Singular Port-Hamiltonian Systems Beyond Passivity
Henrik Sandberg, Kamil Hassan, Heng Wu
TL;DR
Problem addressed: a class of singular port-Hamiltonian systems with an ellipsoidal singular set $\\mathcal{S}=\\{x:\nabla x^T Q x = 1\\}$ challenges standard passivity-based stability for grid-forming control. Approach: analyze energy shaping with $H(x)=\tfrac12 \\sigma(x)^2$, where $\\sigma(x)=\tfrac12(x^T Q x-1)$, show dissipativity outside $\\mathcal{S}$, establish forward-invariance of $\\mathcal{S}$ and interconnection-induced convergence to $\\mathcal{S}$, and propose two implementable approximations (finite jump and linear boundary layer) that preserve key dissipativity properties.

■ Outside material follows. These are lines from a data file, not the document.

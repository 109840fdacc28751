//! PostgreSQL implementation of EvaluationRepository.
//!
//! `interview_id` carries a unique constraint; a second insert for the same
//! interview surfaces as `Conflict`.

use async_trait::async_trait;
use sqlx::types::Json;
use sqlx::PgPool;

use super::{column, db_error, is_unique_violation};
use crate::domain::evaluation::{Evaluation, ScoreSet};
use crate::domain::foundation::{
    DomainError, ErrorCode, EvaluationId, InterviewId, Score, Timestamp,
};
use crate::ports::EvaluationRepository;

/// PostgreSQL implementation of EvaluationRepository.
#[derive(Clone)]
pub struct PostgresEvaluationRepository {
    pool: PgPool,
}

impl PostgresEvaluationRepository {
    pub fn new(pool: PgPool) -> Self {
        Self { pool }
    }
}

#[async_trait]
impl EvaluationRepository for PostgresEvaluationRepository {
    async fn save(&self, evaluation: &Evaluation) -> Result<(), DomainError> {
        let scores = &evaluation.scores;
        sqlx::query(
            r#"
            INSERT INTO evaluations (
                id, interview_id,
                problem_solving_score, code_quality_score, communication_score,
                technical_score, overall_score,
                strengths, improvements, detailed_feedback, created_at
            ) VALUES ($1, $2, $3, $4, $5, $6, $7, $8, $9, $10, $11)
            "#,
        )
        .bind(evaluation.id.as_uuid())
        .bind(evaluation.interview_id.as_uuid())
        .bind(i16::from(scores.problem_solving_score.value()))
        .bind(i16::from(scores.code_quality_score.value()))
        .bind(i16::from(scores.communication_score.value()))
        .bind(i16::from(scores.technical_score.value()))
        .bind(i16::from(scores.overall_score.value()))
        .bind(Json(&scores.strengths))
        .bind(Json(&scores.improvements))
        .bind(&scores.detailed_feedback)
        .bind(evaluation.created_at.as_datetime())
        .execute(&self.pool)
        .await
        .map_err(|e| {
            if is_unique_violation(&e) {
                DomainError::new(
                    ErrorCode::Conflict,
                    format!(
                        "Interview {} already has an evaluation",
                        evaluation.interview_id
                    ),
                )
                .with_detail("interview_id", evaluation.interview_id.to_string())
            } else {
                db_error("insert evaluation", e)
            }
        })?;

        Ok(())
    }

    async fn find_by_interview(
        &self,
        interview_id: &InterviewId,
    ) -> Result<Option<Evaluation>, DomainError> {
        let row = sqlx::query(
            r#"
            SELECT id, interview_id,
                   problem_solving_score, code_quality_score, communication_score,
                   technical_score, overall_score,
                   strengths, improvements, detailed_feedback, created_at
            FROM evaluations
            WHERE interview_id = $1
            "#,
        )
        .bind(interview_id.as_uuid())
        .fetch_optional(&self.pool)
        .await
        .map_err(|e| db_error("fetch evaluation", e))?;

        row.map(row_to_evaluation).transpose()
    }
}

fn score(row: &sqlx::postgres::PgRow, name: &str) -> Result<Score, DomainError> {
    let raw: i16 = column(row, name)?;
    stored_score(name, raw)
}

/// Stored scores are written clamped; anything outside `0..=10` is a corrupt row.
fn stored_score(name: &str, raw: i16) -> Result<Score, DomainError> {
    Score::try_new(i64::from(raw)).map_err(|e| {
        DomainError::database(format!("corrupt evaluation row: {}", e)).with_detail("column", name)
    })
}

fn row_to_evaluation(row: sqlx::postgres::PgRow) -> Result<Evaluation, DomainError> {
    let id: uuid::Uuid = column(&row, "id")?;
    let interview_id: uuid::Uuid = column(&row, "interview_id")?;
    let strengths: Json<Vec<String>> = column(&row, "strengths")?;
    let improvements: Json<Vec<String>> = column(&row, "improvements")?;
    let created_at: chrono::DateTime<chrono::Utc> = column(&row, "created_at")?;

    Ok(Evaluation {
        id: EvaluationId::from_uuid(id),
        interview_id: InterviewId::from_uuid(interview_id),
        scores: ScoreSet {
            problem_solving_score: score(&row, "problem_solving_score")?,
            code_quality_score: score(&row, "code_quality_score")?,
            communication_score: score(&row, "communication_score")?,
            technical_score: score(&row, "technical_score")?,
            overall_score: score(&row, "overall_score")?,
            strengths: strengths.0,
            improvements: improvements.0,
            detailed_feedback: column(&row, "detailed_feedback")?,
        },
        created_at: Timestamp::from_datetime(created_at),
    })
}
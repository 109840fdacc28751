//! Server configuration

use serde::Deserialize;
use std::net::SocketAddr;
use std::time::Duration;

use super::error::ValidationError;

/// Server configuration
#[derive(Debug, Clone, Deserialize)]
pub struct ServerConfig {
    /// Host address to bind to
    #[serde(default = "default_host")]
    pub host: String,

    /// Port to listen on
    #[serde(default = "default_port")]
    pub port: u16,

    /// Environment name
    #[serde(default = "default_environment")]
    pub environment: Environment,

    /// Rust log filter directive
    #[serde(default = "default_log_level")]
    pub log_level: String,

    /// Request timeout in seconds
    #[serde(default = "default_request_timeout")]
    pub request_timeout_secs: u64,

    /// CORS allowed origins (comma-separated)
    pub cors_origins: Option<String>,

    /// Path prefix the API router is nested under
    #[serde(default = "default_api_prefix")]
    pub api_prefix: String,
}

/// Application environment
#[derive(Debug, Clone, Deserialize, PartialEq, Eq, Default)]
#[serde(rename_all = "lowercase")]
pub enum Environment {
    #[default]
    Development,
    Staging,
    Production,
}

impl ServerConfig {
    /// Listen address built from `host` and `port`.
    pub fn socket_addr(&self) -> Result<SocketAddr, ValidationError> {
        let addr = format!("{}:{}", self.host, self.port);
        addr.parse()
            .map_err(|_| ValidationError::InvalidAddress(addr))
    }

    pub fn is_production(&self) -> bool {
        self.environment == Environment::Production
    }

    /// Allowed CORS origins. Empty means the layer allows any origin.
    pub fn cors_origins_list(&self) -> Vec<String> {
        let Some(raw) = self.cors_origins.as_deref() else {
            return Vec::new();
        };
        raw.split(',')
            .map(str::trim)
            .filter(|origin| !origin.is_empty())
            .map(str::to_string)
            .collect()
    }

    pub fn request_timeout(&self) -> Duration {
        Duration::from_secs(self.request_timeout_secs)
    }

    /// Rejects a zero port, a timeout outside 1..=300 seconds, a prefix
    /// without a leading slash or with a trailing one, and an unparsable host.
    pub fn validate(&self) -> Result<(), ValidationError> {
        if self.port == 0 {
            return Err(ValidationError::InvalidPort);
        }
        if self.request_timeout_secs == 0 || self.request_timeout_secs > 300 {
            return Err(ValidationError::InvalidTimeout);
        }
        if !self.api_prefix.starts_with('/') || self.api_prefix.ends_with('/') {
            return Err(ValidationError::InvalidApiPrefix);
        }
        self.socket_addr()?;
        Ok(())
    }
}

impl Default for ServerConfig {
    fn default() -> Self {
        Self {
            host: default_host(),
            port: default_port(),
            environment: default_environment(),
            log_level: default_log_level(),
            request_timeout_secs: default_request_timeout(),
            cors_origins: None,
            api_prefix: default_api_prefix(),
        }
    }
}

fn default_host() -> String {
    "0.0.0.0".to_string()
}

fn default_port() -> u16 {
    8080
}

fn default_environment() -> Environment {
    Environment::Development
}

fn default_log_level() -> String {
    "info,mock_interviewer=debug,sqlx=warn".to_string()
}

fn default_request_timeout() -> u64 {
    120
}

fn default_api_prefix() -> String {
    "/api/v1".to_string()
}
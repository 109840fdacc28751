//! PostgreSQL connection settings

use serde::Deserialize;
use sqlx::postgres::{PgPool, PgPoolOptions};
use std::time::Duration;

use super::error::ValidationError;

const MAX_POOL_SIZE: u32 = 100;

/// Database configuration
#[derive(Debug, Clone, Deserialize)]
pub struct DatabaseConfig {
    /// PostgreSQL connection URL
    pub url: String,

    #[serde(default = "default_min_connections")]
    pub min_connections: u32,

    #[serde(default = "default_max_connections")]
    pub max_connections: u32,

    /// Seconds to wait for a free connection
    #[serde(default = "default_acquire_timeout")]
    pub acquire_timeout_secs: u64,

    /// Seconds before an idle connection is closed
    #[serde(default = "default_idle_timeout")]
    pub idle_timeout_secs: u64,

    /// Apply `migrations/` on startup
    #[serde(default)]
    pub run_migrations: bool,
}

impl DatabaseConfig {
    pub fn acquire_timeout(&self) -> Duration {
        Duration::from_secs(self.acquire_timeout_secs)
    }

    pub fn idle_timeout(&self) -> Duration {
        Duration::from_secs(self.idle_timeout_secs)
    }

    /// Pool options with the configured sizes and timeouts applied
    pub fn pool_options(&self) -> PgPoolOptions {
        PgPoolOptions::new()
            .min_connections(self.min_connections)
            .max_connections(self.max_connections)
            .acquire_timeout(self.acquire_timeout())
            .idle_timeout(self.idle_timeout())
    }

    /// Opens the connection pool.
    pub async fn connect(&self) -> Result<PgPool, sqlx::Error> {
        self.pool_options().connect(&self.url).await
    }

    /// Connection URL with any password masked, for logs.
    pub fn redacted_url(&self) -> String {
        let Some((scheme, rest)) = self.url.split_once("://") else {
            return self.url.clone();
        };
        match rest.split_once('@') {
            Some((credentials, host)) => {
                let user = credentials.split(':').next().unwrap_or_default();
                format!("{}://{}:***@{}", scheme, user, host)
            }
            None => self.url.clone(),
        }
    }

    /// Validate database configuration
    pub fn validate(&self) -> Result<(), ValidationError> {
        if self.url.trim().is_empty() {
            return Err(ValidationError::MissingRequired("DATABASE_URL"));
        }
        if !self.url.starts_with("postgres://") && !self.url.starts_with("postgresql://") {
            return Err(ValidationError::InvalidDatabaseUrl);
        }
        if self.min_connections > self.max_connections {
            return Err(ValidationError::InvalidPoolSize);
        }
        if self.max_connections > MAX_POOL_SIZE {
            return Err(ValidationError::PoolSizeTooLarge);
        }
        Ok(())
    }
}

impl Default for DatabaseConfig {
    fn default() -> Self {
        Self {
            url: String::new(),
            min_connections: default_min_connections(),
            max_connections: default_max_connections(),
            acquire_timeout_secs: default_acquire_timeout(),
            idle_timeout_secs: default_idle_timeout(),
            run_migrations: false,
        }
    }
}

fn default_min_connections() -> u32 {
    1
}

fn default_max_connections() -> u32 {
    10
}

fn default_acquire_timeout() -> u64 {
    10
}

fn default_idle_timeout() -> u64 {
    600
}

Key contributions: (i) outside $\\mathcal{S}$ the system is passive with storage $H$, (ii) trajectories converge to $\\mathcal{S}$ under interconnection with passive loads, (iii) two practical approximations retain dissipativity (one passive outside $\\mathcal{S}$, one cyclo-dissipative) and mitigate singularity, and (iv) numerical experiments illustrate finite-time convergence to a non-equilibrium steady state on $\\mathcal{S}$. Significance: provides rigorous stability guidance and practical control design for inverter-dominated grids where energy pumping occurs across a singular set, connecting passivity concepts to non-passive, energy-injecting behavior.
Abstract
In this paper, we study a class of port-Hamiltonian systems whose vector fields exhibit singularities. A representative example of this class has recently been employed in the power electronics literature to implement a grid-forming controller. We show that, under certain conditions, these port-Hamiltonian systems, when interconnected with passive systems, converge to a prescribed non-equilibrium steady state. At first glance, the apparently passive nature of the port-Hamiltonian system seems incompatible with the active power injection required to sustain this non-equilibrium condition. However, we demonstrate that the discontinuity inherent in the vector field provides the additional energy needed to maintain this operating point, indicating that the system is not globally passive. Moreover, when the discontinuity is replaced by a continuous approximation, the resulting system becomes cyclo-dissipative while still capable of supplying the required power.